(Dataset entries)
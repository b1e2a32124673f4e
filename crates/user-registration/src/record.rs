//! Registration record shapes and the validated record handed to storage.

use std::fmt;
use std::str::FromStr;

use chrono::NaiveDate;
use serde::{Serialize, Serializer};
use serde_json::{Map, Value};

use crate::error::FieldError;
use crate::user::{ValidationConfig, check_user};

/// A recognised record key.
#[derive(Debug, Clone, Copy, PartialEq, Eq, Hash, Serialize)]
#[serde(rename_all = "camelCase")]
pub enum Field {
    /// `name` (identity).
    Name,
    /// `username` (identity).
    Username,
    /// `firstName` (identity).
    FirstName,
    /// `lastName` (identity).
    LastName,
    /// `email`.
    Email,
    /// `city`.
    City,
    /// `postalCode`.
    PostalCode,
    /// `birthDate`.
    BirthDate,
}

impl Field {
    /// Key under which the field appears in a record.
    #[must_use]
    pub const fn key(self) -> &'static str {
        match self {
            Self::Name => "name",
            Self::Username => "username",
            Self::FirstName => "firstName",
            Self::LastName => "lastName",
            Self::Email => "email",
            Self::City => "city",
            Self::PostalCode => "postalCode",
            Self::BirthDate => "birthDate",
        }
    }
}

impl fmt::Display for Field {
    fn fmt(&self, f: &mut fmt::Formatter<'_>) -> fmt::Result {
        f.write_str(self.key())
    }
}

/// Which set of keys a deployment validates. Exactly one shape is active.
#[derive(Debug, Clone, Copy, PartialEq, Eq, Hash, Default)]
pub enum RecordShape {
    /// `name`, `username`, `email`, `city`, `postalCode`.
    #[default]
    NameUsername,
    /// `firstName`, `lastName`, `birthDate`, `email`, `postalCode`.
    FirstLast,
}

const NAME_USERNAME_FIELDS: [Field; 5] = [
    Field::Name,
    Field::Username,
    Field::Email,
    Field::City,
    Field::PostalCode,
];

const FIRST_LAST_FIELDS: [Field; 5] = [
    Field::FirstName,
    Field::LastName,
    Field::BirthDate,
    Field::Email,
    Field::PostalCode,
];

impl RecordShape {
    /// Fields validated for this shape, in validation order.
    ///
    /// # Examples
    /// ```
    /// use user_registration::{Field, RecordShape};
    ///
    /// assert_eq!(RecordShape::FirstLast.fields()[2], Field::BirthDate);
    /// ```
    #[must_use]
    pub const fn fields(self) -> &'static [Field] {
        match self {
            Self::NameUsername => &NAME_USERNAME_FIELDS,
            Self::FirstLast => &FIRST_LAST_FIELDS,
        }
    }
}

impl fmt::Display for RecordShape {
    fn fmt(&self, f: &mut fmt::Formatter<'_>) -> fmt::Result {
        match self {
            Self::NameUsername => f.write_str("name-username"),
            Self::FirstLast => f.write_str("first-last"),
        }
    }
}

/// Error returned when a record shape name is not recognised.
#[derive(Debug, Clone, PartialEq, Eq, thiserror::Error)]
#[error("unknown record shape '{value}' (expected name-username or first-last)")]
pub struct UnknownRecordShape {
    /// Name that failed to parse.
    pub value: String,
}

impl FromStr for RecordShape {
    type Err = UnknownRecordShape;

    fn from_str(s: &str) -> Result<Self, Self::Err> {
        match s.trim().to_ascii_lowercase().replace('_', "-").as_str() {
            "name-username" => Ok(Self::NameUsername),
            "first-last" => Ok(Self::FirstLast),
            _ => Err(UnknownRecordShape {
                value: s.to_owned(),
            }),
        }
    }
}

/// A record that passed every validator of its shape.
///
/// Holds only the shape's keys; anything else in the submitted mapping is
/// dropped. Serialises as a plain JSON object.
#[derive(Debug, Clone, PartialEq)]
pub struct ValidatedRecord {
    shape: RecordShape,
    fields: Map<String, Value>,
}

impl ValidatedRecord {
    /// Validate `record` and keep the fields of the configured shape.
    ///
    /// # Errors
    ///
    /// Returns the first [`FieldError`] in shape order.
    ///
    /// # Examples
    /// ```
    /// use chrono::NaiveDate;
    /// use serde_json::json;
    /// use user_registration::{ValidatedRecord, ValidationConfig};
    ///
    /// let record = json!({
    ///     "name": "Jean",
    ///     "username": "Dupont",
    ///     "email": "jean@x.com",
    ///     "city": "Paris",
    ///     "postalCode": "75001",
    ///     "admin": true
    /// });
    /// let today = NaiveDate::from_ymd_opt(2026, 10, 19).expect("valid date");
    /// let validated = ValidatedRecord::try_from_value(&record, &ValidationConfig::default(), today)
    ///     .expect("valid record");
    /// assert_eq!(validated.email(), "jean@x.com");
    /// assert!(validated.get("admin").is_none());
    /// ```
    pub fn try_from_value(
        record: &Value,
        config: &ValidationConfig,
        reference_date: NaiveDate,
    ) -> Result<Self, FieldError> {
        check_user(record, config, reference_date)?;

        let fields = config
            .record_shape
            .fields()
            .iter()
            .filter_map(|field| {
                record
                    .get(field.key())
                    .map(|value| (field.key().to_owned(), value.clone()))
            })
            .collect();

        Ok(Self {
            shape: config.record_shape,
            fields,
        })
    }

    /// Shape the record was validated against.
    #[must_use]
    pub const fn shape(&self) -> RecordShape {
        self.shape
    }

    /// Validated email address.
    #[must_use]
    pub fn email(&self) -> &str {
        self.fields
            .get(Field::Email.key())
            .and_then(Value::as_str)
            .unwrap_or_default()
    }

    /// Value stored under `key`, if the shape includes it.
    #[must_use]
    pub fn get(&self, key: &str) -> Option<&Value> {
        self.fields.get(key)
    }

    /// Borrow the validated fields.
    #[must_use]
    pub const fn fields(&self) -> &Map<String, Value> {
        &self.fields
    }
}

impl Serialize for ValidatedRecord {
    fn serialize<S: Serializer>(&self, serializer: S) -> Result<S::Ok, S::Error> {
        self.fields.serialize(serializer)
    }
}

-- Directions for this task --
Exactly reproduce every line of the records.

-- Solution --
repository b1e2a32124673f4e
filename crates/user-registration/src/record.rs
//! Registration record shapes and the validated record handed to storage.

use std::fmt;
use std::str::FromStr;

use chrono::NaiveDate;
use serde::{Serialize, Serializer};
use serde_json::{Map, Value};

use crate::error::FieldError;
use crate::user::{ValidationConfig, check_user};

/// A recognised record key.
#[derive(Debug, Clone, Copy, PartialEq, Eq, Hash, Serialize)]
#[serde(rename_all = "camelCase")]
pub enum Field {
    /// `name` (identity).
    Name,
    /// `username` (identity).
    Username,
    /// `firstName` (identity).
    FirstName,
    /// `lastName` (identity).
    LastName,
    /// `email`.
    Email,
    /// `city`.
    City,
    /// `postalCode`.
    PostalCode,
    /// `birthDate`.
    BirthDate,
}

impl Field {
    /// Key under which the field appears in a record.
    #[must_use]
    pub const fn key(self) -> &'static str {
        match self {
            Self::Name => "name",
            Self::Username => "username",
            Self::FirstName => "firstName",
            Self::LastName => "lastName",
            Self::Email => "email",
            Self::City => "city",
            Self::PostalCode => "postalCode",
            Self::BirthDate => "birthDate",
        }
    }
}

impl fmt::Display for Field {
    fn fmt(&self, f: &mut fmt::Formatter<'_>) -> fmt::Result {
        f.write_str(self.key())
    }
}

/// Which set of keys a deployment validates. Exactly one shape is active.
#[derive(Debug, Clone, Copy, PartialEq, Eq, Hash, Default)]
pub enum RecordShape {
    /// `name`, `username`, `email`, `city`, `postalCode`.
    #[default]
    NameUsername,
    /// `firstName`, `lastName`, `birthDate`, `email`, `postalCode`.
    FirstLast,
}

const NAME_USERNAME_FIELDS: [Field; 5] = [
    Field::Name,
    Field::Username,
    Field::Email,
    Field::City,
    Field::PostalCode,
];

const FIRST_LAST_FIELDS: [Field; 5] = [
    Field::FirstName,
    Field::LastName,
    Field::BirthDate,
    Field::Email,
    Field::PostalCode,
];

impl RecordShape {
    /// Fields validated for this shape, in validation order.
    ///
    /// # Examples
    /// ```
    /// use user_registration::{Field, RecordShape};
    ///
    /// assert_eq!(RecordShape::FirstLast.fields()[2], Field::BirthDate);
    /// ```
    #[must_use]
    pub const fn fields(self) -> &'static [Field] {
        match self {
            Self::NameUsername => &NAME_USERNAME_FIELDS,
            Self::FirstLast => &FIRST_LAST_FIELDS,
        }
    }
}

impl fmt::Display for RecordShape {
    fn fmt(&self, f: &mut fmt::Formatter<'_>) -> fmt::Result {
        match self {
            Self::NameUsername => f.write_str("name-username"),
            Self::FirstLast => f.write_str("first-last"),
        }
    }
}

/// Error returned when a record shape name is not recognised.
#[derive(Debug, Clone, PartialEq, Eq, thiserror::Error)]
#[error("unknown record shape '{value}' (expected name-username or first-last)")]
pub struct UnknownRecordShape {
    /// Name that failed to parse.
    pub value: String,
}

impl FromStr for RecordShape {
    type Err = UnknownRecordShape;

    fn from_str(s: &str) -> Result<Self, Self::Err> {
        match s.trim().to_ascii_lowercase().replace('_', "-").as_str() {
            "name-username" => Ok(Self::NameUsername),
            "first-last" => Ok(Self::FirstLast),
            _ => Err(UnknownRecordShape {
                value: s.to_owned(),
            }),
        }
    }
}

/// A record that passed every validator of its shape.
///
/// Holds only the shape's keys; anything else in the submitted mapping is
/// dropped. Serialises as a plain JSON object.
#[derive(Debug, Clone, PartialEq)]
pub struct ValidatedRecord {
    shape: RecordShape,
    fields: Map<String, Value>,
}

impl ValidatedRecord {
    /// Validate `record` and keep the fields of the configured shape.
    ///
    /// # Errors
    ///
    /// Returns the first [`FieldError`] in shape order.
    ///
    /// # Examples
    /// ```
    /// use chrono::NaiveDate;
    /// use serde_json::json;
    /// use user_registration::{ValidatedRecord, ValidationConfig};
    ///
    /// let record = json!({
    ///     "name": "Jean",
    ///     "username": "Dupont",
    ///     "email": "jean@x.com",
    ///     "city": "Paris",
    ///     "postalCode": "75001",
    ///     "admin": true
    /// });
    /// let today = NaiveDate::from_ymd_opt(2026, 10, 19).expect("valid date");
    /// let validated = ValidatedRecord::try_from_value(&record, &ValidationConfig::default(), today)
    ///     .expect("valid record");
    /// assert_eq!(validated.email(), "jean@x.com");
    /// assert!(validated.get("admin").is_none());
    /// ```
    pub fn try_from_value(
        record: &Value,
        config: &ValidationConfig,
        reference_date: NaiveDate,
    ) -> Result<Self, FieldError> {
        check_user(record, config, reference_date)?;

        let fields = config
            .record_shape
            .fields()
            .iter()
            .filter_map(|field| {
                record
                    .get(field.key())
                    .map(|value| (field.key().to_owned(), value.clone()))
            })
            .collect();

        Ok(Self {
            shape: config.record_shape,
            fields,
        })
    }

    /// Shape the record was validated against.
    #[must_use]
    pub const fn shape(&self) -> RecordShape {
        self.shape
    }

    /// Validated email address.
    #[must_use]
    pub fn email(&self) -> &str {
        self.fields
            .get(Field::Email.key())
            .and_then(Value::as_str)
            .unwrap_or_default()
    }

    /// Value stored under `key`, if the shape includes it.
    #[must_use]
    pub fn get(&self, key: &str) -> Option<&Value> {
        self.fields.get(key)
    }

    /// Borrow the validated fields.
    #[must_use]
    pub const fn fields(&self) -> &Map<String, Value> {
        &self.fields
    }
}

impl Serialize for ValidatedRecord {
    fn serialize<S: Serializer>(&self, serializer: S) -> Result<S::Ok, S::Error> {
        self.fields.serialize(serializer)
    }
}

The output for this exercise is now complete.